Posted: 11 Oct 2011 11:24 AM PDT


The Spark of Genius Series highlights a unique feature of startups and is made possible by Microsoft BizSpark. If you would like to have your startup considered for inclusion, please see the details here.

Name: Yottaa

Quick Pitch: Yottaa speeds up any website’s load time without additional code or software.

Genius Idea: Web page speed optimization on a low budget.


Website speed is important. One study found that 57% of online shoppers will wait less than three seconds before abandoning a site. When Google and Microsoft engineers experimented with load times on their respective search engines, they both found web delays had negative effects on traffic.

Popular methods for improving website speed are adding servers and using content delivery networks (CDNs), networks of servers that deliver a web page to a user based on the location of the user.

“That’s only solving the distance problem,” Yottaa VP of marketing William Toll says. “That’s not solving the real problem today. Over 90% of performance time is the time it takes to load a website is the front end, the web site code.”

If you’re Google, you have a team of engineers working on making the multiple images, Flash files, JavaScript files, HTML files and CSS files on the modern day website load instantly. They apply hundreds of techniques to the website’s code to make it load faster. If there are several images on the page, for instance, the right change can make the browser call for all of them at once instead of one at a time.

If you’re a small site, hiring a team to work out these sort of fixes is likely out of your price range. Yottaa’s Site Speed Optimizer, launched Tuesday, aims to automate the techniques in the cloud instead. It also has servers scattered across the world that provide a speed boost, similar to a CDN.

Without adding any code or installing software, a small site can set up the service for as low as $29, depending on bandwidth use and number of pageviews. The product can cut load times in half, Toll says.

Yottaa isn’t the first startup to think of automated front-end optimization. A company called Blaze, for instance, makes a similar cloud-based product that focuses on mobile. While Yottaa does make improvements to mobile site load times, it’s more focused on desktop browsing.

When it launched 18 months ago, it did so with a free dashboard that breaks down load times by task and location (Blaze also has a monitoring product bundled with its optimizer). About 50,000 sites already use it to monitor their speed. Yottaa is hoping they’ll now use it to remedy the problems it shows them as well.
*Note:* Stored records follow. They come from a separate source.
use std::rc::Rc;

use common::subject_observer::{Observer, SharedObservers, Subject};
use log::debug;

use crate::{
    error::{EvolutionError, EvolutionResult},
    FitnessCalculator, Population,
};

use super::{EventType, PopulationEvolver, Snapshot};

/// Generational driver: scores populations, steps the evolver and
/// publishes each completed epoch to registered observers.
pub struct EvolutionEngine<G> {
    observers: SharedObservers<Self, EventType>,
    evolver: PopulationEvolver<G>,
    fitness_calculator: Box<dyn FitnessCalculator<G>>,
    snapshot: Snapshot<G>,
}

impl<G> Subject<EventType> for EvolutionEngine<G>
where
    G: Clone,
{
    fn register_observer(&mut self, observer: Rc<dyn Observer<Self, EventType>>) {
        self.observers.push(observer);
    }

    fn unregister_observer(&mut self, observer: Rc<dyn Observer<Self, EventType>>) {
        self.observers.retain(|obs| !Rc::ptr_eq(obs, &observer));
    }

    fn notify_observers(&self, event: EventType) {
        for obs in &self.observers {
            obs.update(self, event.clone());
        }
    }
}

impl<G> EvolutionEngine<G>
where
    G: Clone,
{
    pub fn new(
        evolver: PopulationEvolver<G>,
        fitness_calculator: Box<dyn FitnessCalculator<G>>,
    ) -> Self {
        EvolutionEngine {
            observers: vec![],
            evolver,
            fitness_calculator,
            snapshot: Snapshot::default(),
        }
    }

    /// State after the last completed generation.
    pub fn snapshot(&self) -> Snapshot<G> {
        self.snapshot.clone()
    }

    /// Runs the evolver for exactly `number_of_generations` generations
    /// and returns the final population.
    ///
    /// The beginning population is scored up front. After each
    /// generation every non-elite slot is rescored while promoted
    /// elites keep the fitness they carried over; observers then
    /// receive an `EpochCompleted`. A final `RunCompleted` follows the
    /// last epoch.
    pub fn run(
        &mut self,
        population: Population<G>,
        number_of_generations: u64,
        number_of_elites: usize,
    ) -> EvolutionResult<Population<G>> {
        if population.is_empty() {
            return Err(EvolutionError::invalid_argument(
                "population",
                "must not be empty",
            ));
        }

        let mut current = population;
        self.score_from(&mut current, 0);
        self.snapshot = Snapshot {
            generation: 0,
            population: current.clone(),
        };

        for generation in 1..=number_of_generations {
            current = self.evolver.evolve(&current, number_of_elites)?;
            let score_start = number_of_elites.min(current.len());
            self.score_from(&mut current, score_start);

            if let Some(best) = current.best() {
                debug!("generation {}: best fitness {}", generation, best.fitness);
            }

            self.snapshot = Snapshot {
                generation,
                population: current.clone(),
            };
            self.notify_observers(EventType::EpochCompleted);
        }

        self.notify_observers(EventType::RunCompleted);
        Ok(current)
    }

    /// Scores every chromosome from `start` on; earlier slots hold
    /// promoted elites whose fitness is already meaningful.
    fn score_from(&self, population: &mut Population<G>, start: usize) {
        for chromosome in population.chromosomes[start..].iter_mut() {
            let fitness = self.fitness_calculator.calculate(chromosome);
            chromosome.fitness = fitness;
        }
    }
}

#[cfg(test)]
mod tests {
    use std::{
        cell::{Cell, RefCell},
        rc::Rc,
    };

    use common::subject_observer::{Observer, Subject};
    use mockall::mock;

    use crate::{
        engine::{EventType, EvolutionEngine, PopulationEvolver, Snapshot},
        error::{EvolutionError, EvolutionResult},
        modification::Modifier,
        selection::Selector,
        validation::PredicateValidator,
        Chromosome, FitnessCalculator, FitnessFn, Population,
    };

    mock! {
        TestCalculator {}

        impl FitnessCalculator<u8> for TestCalculator {
            fn calculate(&self, chromosome: &Chromosome<u8>) -> f32;
        }
    }

    struct FirstSelector {
        calls: Rc<Cell<usize>>,
    }

    impl Selector<u8> for FirstSelector {
        fn choose<'a>(
            &mut self,
            population: &'a Population<u8>,
            _total_fitness: f32,
        ) -> EvolutionResult<&'a Chromosome<u8>> {
            self.calls.set(self.calls.get() + 1);
            Ok(&population.chromosomes[0])
        }
    }

    struct NoopModifier;

    impl Modifier<u8> for NoopModifier {
        fn mutate(&mut self, _chromosome: &mut Chromosome<u8>) -> EvolutionResult<()> {
            Ok(())
        }

        fn crossover(
            &mut self,
            _first: &mut Chromosome<u8>,
            _second: &mut Chromosome<u8>,
        ) -> EvolutionResult<()> {
            Ok(())
        }
    }

    #[derive(Default)]
    struct RecordingObserver {
        events: RefCell<Vec<(u64, EventType)>>,
    }

    impl Observer<EvolutionEngine<u8>, EventType> for RecordingObserver {
        fn update(&self, source: &EvolutionEngine<u8>, event: EventType) {
            self.events
                .borrow_mut()
                .push((source.snapshot().generation, event));
        }
    }

    fn build_population(size: u8) -> Population<u8> {
        Population::new((0..size).map(|gene| Chromosome::new(vec![gene])).collect())
    }

    fn counting_calculator(counter: Rc<Cell<f32>>) -> Box<dyn FitnessCalculator<u8>> {
        Box::new(FitnessFn::new(move |_: &Chromosome<u8>| {
            counter.set(counter.get() + 1.0);
            counter.get()
        }))
    }

    fn build_engine(
        selector_calls: Rc<Cell<usize>>,
        counter: Rc<Cell<f32>>,
    ) -> EvolutionEngine<u8> {
        EvolutionEngine::new(
            PopulationEvolver::new(
                Box::new(FirstSelector {
                    calls: selector_calls,
                }),
                Box::new(NoopModifier),
                Box::new(PredicateValidator::new(|_: &Chromosome<u8>| true)),
            ),
            counting_calculator(counter),
        )
    }

    #[test]
    fn test_run_should_fail_when_population_is_empty() {
        // Given
        let mut engine = build_engine(Rc::default(), Rc::default());

        // When
        let result = engine.run(Population::default(), 3, 0);

        // Then
        assert!(
            matches!(
                result,
                Err(EvolutionError::InvalidArgument {
                    name: "population",
                    ..
                })
            ),
            "Should name the empty population"
        );
    }

    #[test]
    fn test_run_should_score_the_beginning_population() {
        // Given
        let mut engine = build_engine(Rc::default(), Rc::default());

        // When
        let result = engine.run(build_population(3), 0, 0).unwrap();

        // Then
        let fitnesses: Vec<_> = result.iter().map(|c| c.fitness).collect();
        assert_eq!(
            vec![1.0, 2.0, 3.0],
            fitnesses,
            "Should score every chromosome once, in order"
        );
        assert_eq!(0, engine.snapshot().generation);
    }

    #[test]
    fn test_run_should_invoke_the_evolver_once_per_generation_in_a_chain() {
        // Given
        let selector_calls = Rc::new(Cell::new(0));
        let counter = Rc::new(Cell::new(0.0));
        let mut engine = build_engine(selector_calls.clone(), counter.clone());

        // When
        let result = engine.run(build_population(3), 2, 0).unwrap();

        // Then
        let fitnesses: Vec<_> = result.iter().map(|c| c.fitness).collect();
        assert_eq!(
            vec![7.0, 8.0, 9.0],
            fitnesses,
            "Should rescore all three slots in each of the two generations"
        );
        assert_eq!(9.0, counter.get(), "Should score 3 + 3 + 3 chromosomes");
        assert_eq!(
            8,
            selector_calls.get(),
            "Should draw two parents per pair, twice per generation"
        );
    }

    #[test]
    fn test_run_should_retain_elite_fitness_across_generations() {
        // Given
        let counter = Rc::new(Cell::new(0.0));
        let mut engine = build_engine(Rc::default(), counter.clone());

        // When
        let result = engine.run(build_population(3), 1, 1).unwrap();

        // Then
        assert_eq!(
            3.0, result.chromosomes[0].fitness,
            "Should carry the elite score instead of rescoring it"
        );
        assert_eq!(
            vec![2],
            result.chromosomes[0].genes,
            "Should promote the highest scored chromosome"
        );
        let fitnesses: Vec<_> = result.iter().map(|c| c.fitness).collect();
        assert_eq!(vec![3.0, 4.0, 5.0], fitnesses);
    }

    #[test]
    fn test_run_should_not_rescore_promoted_elites() {
        // Given
        let mut calculator = MockTestCalculator::new();
        calculator.expect_calculate().times(5).return_const(1.0);
        let mut engine = EvolutionEngine::new(
            PopulationEvolver::new(
                Box::new(FirstSelector {
                    calls: Rc::default(),
                }),
                Box::new(NoopModifier),
                Box::new(PredicateValidator::new(|_: &Chromosome<u8>| true)),
            ),
            Box::new(calculator),
        );

        // When
        let result = engine.run(build_population(3), 1, 1).unwrap();

        // Then: three initial scores plus two non-elite slots
        assert_eq!(3, result.len());
    }

    #[test]
    fn test_run_should_notify_observers_after_each_epoch() {
        // Given
        let mut engine = build_engine(Rc::default(), Rc::default());
        let observer: Rc<RecordingObserver> = Rc::default();
        engine.register_observer(observer.clone());

        // When
        engine.run(build_population(3), 2, 0).unwrap();

        // Then
        assert_eq!(
            vec![
                (1, EventType::EpochCompleted),
                (2, EventType::EpochCompleted),
                (2, EventType::RunCompleted),
            ],
            *observer.events.borrow(),
            "Should publish one epoch per generation and a final completion"
        );
    }

    #[test]
    fn test_snapshot_should_be_defaulted_before_run() {
        // Given
        let engine = build_engine(Rc::default(), Rc::default());

        // When
        let result = engine.snapshot();

        // Then
        assert_eq!(Snapshot::<u8>::default(), result);
    }
}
Series Supported by Microsoft BizSpark


Microsoft BizSpark

The Spark of Genius Series highlights a unique feature of startups and is made possible by Microsoft BizSpark, a startup program that gives you three-year access to the latest Microsoft development tools, as well as connecting you to a nationwide network of investors and incubators. There are no upfront costs, so if your business is privately owned, less than three years old, and generates less than U.S.$1 million in annual revenue, you can sign up today.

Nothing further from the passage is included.